The Winter Newsletter from the Butler Point Whaling Museum, New Zealand

 

Butler Point Whaling Museum, 1840s Historic House and Gardens
"Is it not curious, that so vast a being as the whale should see the world through so small an eye, and hear the thunder through an ear which is smaller than a hare’s? But if his eyes were broad as the lens of Herschel’s great telescope; and his ears capacious as the porches of cathedrals; would that make him any longer of sight, or sharper of hearing? Not at all.- Why then do you try to “enlarge” your mind? Subtilize it."
(Herman Melville, Moby Dick 1851)
Takurua Kōrero
Newsletter: Winter 2023
Kia ora koutou

Welcome to our Winter 2023 newsletter

The reappearance of the Matariki star cluster over the horizon last month is a welcome sign that light, warmth and growth will soon be returning.  In pre-colonial times kites, or manu tukutuku, would have fluttered in the skies at this time to mark Matariki.

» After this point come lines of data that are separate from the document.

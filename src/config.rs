//! Data-source locations and fetch policy.
//!
//! Defaults point at the public datasets. A JSON file named by
//! `OMICRON_CONFIG` may override any field, and a handful of environment
//! variables override the file.
use crate::error::{DashboardError, Result};
use serde::{Deserialize, Serialize};
use std::path::PathBuf;
use std::time::Duration;

pub const DEFAULT_COVID_URL: &str =
    "https://raw.githubusercontent.com/owid/covid-19-data/master/public/data/owid-covid-data.csv";
pub const DEFAULT_REGIONAL_URL: &str =
    "https://raw.githubusercontent.com/Dharani-Sri/Omicron-Prediction/main/src/statewise_cases.csv";
pub const DEFAULT_BOUNDARY_URL: &str = "https://gist.githubusercontent.com/jbrobst/56c13bbbf9d97d187fea01ca62ea5112/raw/e388c4cae20aa53cb5090210a42ebb9b765c0a36/india_states.geojson";
pub const DEFAULT_FORECAST_URL: &str =
    "https://raw.githubusercontent.com/Dharani-Sri/Omicron-Prediction/main/src/file1.csv";

#[derive(Debug, Clone, Serialize, Deserialize, PartialEq)]
#[serde(default)]
pub struct Config {
    pub covid_url: String,
    pub regional_url: String,
    pub boundary_url: String,
    pub forecast_url: String,
    pub timeout_secs: u64,
    pub max_retries: u32,
    pub retry_delay_ms: u64,
    pub image_dir: PathBuf,
    pub output_dir: PathBuf,
}

impl Default for Config {
    fn default() -> Self {
        Self {
            covid_url: DEFAULT_COVID_URL.to_string(),
            regional_url: DEFAULT_REGIONAL_URL.to_string(),
            boundary_url: DEFAULT_BOUNDARY_URL.to_string(),
            forecast_url: DEFAULT_FORECAST_URL.to_string(),
            timeout_secs: 10,
            max_retries: 3,
            retry_delay_ms: 500,
            image_dir: PathBuf::from("img"),
            output_dir: PathBuf::from("out"),
        }
    }
}

impl Config {
    /// Defaults, then the optional `OMICRON_CONFIG` file, then env overrides.
    pub fn load() -> Result<Self> {
        let mut cfg = match std::env::var("OMICRON_CONFIG") {
            Ok(path) => Self::from_file(&path)?,
            Err(_) => Self::default(),
        };
        cfg.apply_overrides(|key| std::env::var(key).ok())?;
        cfg.validate()?;
        Ok(cfg)
    }

    pub fn from_file(path: &str) -> Result<Self> {
        let text = std::fs::read_to_string(path)
            .map_err(|e| DashboardError::Config(format!("cannot read {}: {}", path, e)))?;
        serde_json::from_str(&text)
            .map_err(|e| DashboardError::Config(format!("invalid config {}: {}", path, e)))
    }

    /// `lookup` abstracts the environment so overrides can be tested.
    pub fn apply_overrides<F>(&mut self, lookup: F) -> Result<()>
    where
        F: Fn(&str) -> Option<String>,
    {
        if let Some(v) = lookup("OMICRON_COVID_URL") {
            self.covid_url = v;
        }
        if let Some(v) = lookup("OMICRON_REGIONAL_URL") {
            self.regional_url = v;
        }
        if let Some(v) = lookup("OMICRON_BOUNDARY_URL") {
            self.boundary_url = v;
        }
        if let Some(v) = lookup("OMICRON_FORECAST_URL") {
            self.forecast_url = v;
        }
        if let Some(v) = lookup("OMICRON_TIMEOUT_SECS") {
            self.timeout_secs = v.trim().parse().map_err(|_| {
                DashboardError::Config(format!("OMICRON_TIMEOUT_SECS is not a number: {}", v))
            })?;
        }
        Ok(())
    }

    pub fn validate(&self) -> Result<()> {
        if self.timeout_secs == 0 {
            return Err(DashboardError::Config("timeout_secs must be positive".into()));
        }
        if self.max_retries == 0 {
            return Err(DashboardError::Config("max_retries must be at least 1".into()));
        }
        for (name, loc) in [
            ("covid_url", &self.covid_url),
            ("regional_url", &self.regional_url),
            ("boundary_url", &self.boundary_url),
            ("forecast_url", &self.forecast_url),
        ] {
            if loc.trim().is_empty() {
                return Err(DashboardError::Config(format!("{} is empty", name)));
            }
        }
        Ok(())
    }

    pub fn timeout(&self) -> Duration {
        Duration::from_secs(self.timeout_secs)
    }

    pub fn retry_delay(&self) -> Duration {
        Duration::from_millis(self.retry_delay_ms)
    }
}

We think spectacular starry nights are a gift in Doubtless Bay, and in the photo you can see that some of them fell into the water at Butler Point!
In the Garden the normally well-behaved black cows that graze our paddocks must have had a rush of Spring warmth to their heads last week. Under the cover of darkness they enthusiastically trampled a fence and frolicked their way through every inch of the gardens. We found them the next morning smugly surveying the carnage. After an heroic emergency rescue effort, hoof-marks were filled in and torn plants tidied up just in time for a visiting garden group.
Book of the Season
Our dedicated newsletter production team has just finished Tom Mustill’s book how to speak whale.  It is a thrilling investigation into whale science, and reading it has enabled us to update our information; for example how whales hear with their jaws, how spermaceti controls the production of sound, and how whales speak baby talk with their young. Here is a small selection of what we have learnt.
 
Whales are our distant cousins
 
Well, very distant cousins. We shared a common ancestor with whales, apes and elephants until 145 million years ago when there was a fork in the evolutionary road. Then around 50 million years ago some mammals, the ancestors of all cetaceans, moved back into the water. They lost most of their hair, insulated themselves with blubber, and their hands and feet turned into paddles.
 
An x-ray of a humpback whale pectoral fin, the largest and most powerful arm in the history of life on our planet, looks much like a giant version of our own arm. Inside every whale and dolphin flipper is a limb that first evolved to walk on land. The baby pilot whale skeleton in our museum has a bony hand inside its fin that looks uncannily human.
 
Cetacean senses have evolved differently to our land-based human ones. Sound is everything in their watery world where it travels four times faster than in air.
 
Whales listen through fatty structures in their jawbones as life underwater has smoothed off their external ears. Their brain translates the sound waves picked up by the jaw into a three dimensional picture of the object ahead.  
 
Sperm whales have a set of phonic lips under their blowhole which vibrate against each other to create the loudest sound in all creation: up to 230 decibels, louder than a jet engine and heard across entire oceans!  The sound waves created by these lips hit the lower part of the whale’s head, where spermaceti oil acting like a giant lens focuses the vibrations and channels the noise out into the water as an astonishingly powerful click used to scan their world.
 
An underwater cameraman tells the story of being scanned by a large female dolphin fascinated by the clicking sound his old camera made. She slowly approached him, put her snout against his scuba mask, and buzzed him with sonar for several minutes.  He remembers it as a very pleasant sensation, like a shaken can of soda fizzing in his head, yet he couldn’t shake the feeling that he was being interrogated by a seriously large intelligence.
 
As well as echolocation clicks, cetaceans also produce buzzes, trumpets, creaks and codas, which are an unchanging series of signature clicks like a name they use to identify themselves and each other.  Other patterns of clicks and gaps, like Morse code, seem to carry information vital for sustaining their cooperative lives together.
 
While Baleen whales are generally loners, toothed whales live in pods: close knit family groups of 15 to 20 made up of mostly females and their young. Mother and baby whales talk in baby babble and whisper to each other when predators are nearby. When mothers go hunting they leave their young in nurseries where other mothers nurse and protect them. There is evidence that sperm whales even provide food for adult whales that are less able to hunt.  Humpback whales have even been known to rescue other species of animals  from killer whales.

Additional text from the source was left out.